* **Task statement**: Print all of the records below again without a single difference.

(Excerpted records begins)

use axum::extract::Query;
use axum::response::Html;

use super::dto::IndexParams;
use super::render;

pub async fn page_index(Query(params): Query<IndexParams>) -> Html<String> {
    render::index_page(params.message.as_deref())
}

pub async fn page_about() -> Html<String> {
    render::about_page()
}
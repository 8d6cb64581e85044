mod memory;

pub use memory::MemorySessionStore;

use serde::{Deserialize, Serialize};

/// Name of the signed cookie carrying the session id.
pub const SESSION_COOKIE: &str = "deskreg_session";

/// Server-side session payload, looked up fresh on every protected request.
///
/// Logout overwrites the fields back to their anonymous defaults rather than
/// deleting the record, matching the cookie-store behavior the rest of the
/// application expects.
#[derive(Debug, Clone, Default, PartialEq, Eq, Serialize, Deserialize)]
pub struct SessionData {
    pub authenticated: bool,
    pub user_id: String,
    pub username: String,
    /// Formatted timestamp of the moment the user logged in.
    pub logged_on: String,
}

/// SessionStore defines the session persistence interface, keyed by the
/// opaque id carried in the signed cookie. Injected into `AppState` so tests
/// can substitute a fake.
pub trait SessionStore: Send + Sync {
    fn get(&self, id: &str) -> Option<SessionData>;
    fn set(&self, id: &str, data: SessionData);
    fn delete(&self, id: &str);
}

(Excerpted records ends)

* **Exercise response**:
use axum::extract::Query;
use axum::response::Html;

use super::dto::IndexParams;
use super::render;

pub async fn page_index(Query(params): Query<IndexParams>) -> Html<String> {
    render::index_page(params.message.as_deref())
}

pub async fn page_about() -> Html<String> {
    render::about_page()
}
repository 8d6cb64581e85044
mod memory;

pub use memory::MemorySessionStore;

use serde::{Deserialize, Serialize};

/// Name of the signed cookie carrying the session id.
pub const SESSION_COOKIE: &str = "deskreg_session";

/// Server-side session payload, looked up fresh on every protected request.
///
/// Logout overwrites the fields back to their anonymous defaults rather than
/// deleting the record, matching the cookie-store behavior the rest of the
/// application expects.
#[derive(Debug, Clone, Default, PartialEq, Eq, Serialize, Deserialize)]
pub struct SessionData {
    pub authenticated: bool,
    pub user_id: String,
    pub username: String,
    /// Formatted timestamp of the moment the user logged in.
    pub logged_on: String,
}

/// SessionStore defines the session persistence interface, keyed by the
/// opaque id carried in the signed cookie. Injected into `AppState` so tests
/// can substitute a fake.
pub trait SessionStore: Send + Sync {
    fn get(&self, id: &str) -> Option<SessionData>;
    fn set(&self, id: &str, data: SessionData);
    fn delete(&self, id: &str);
}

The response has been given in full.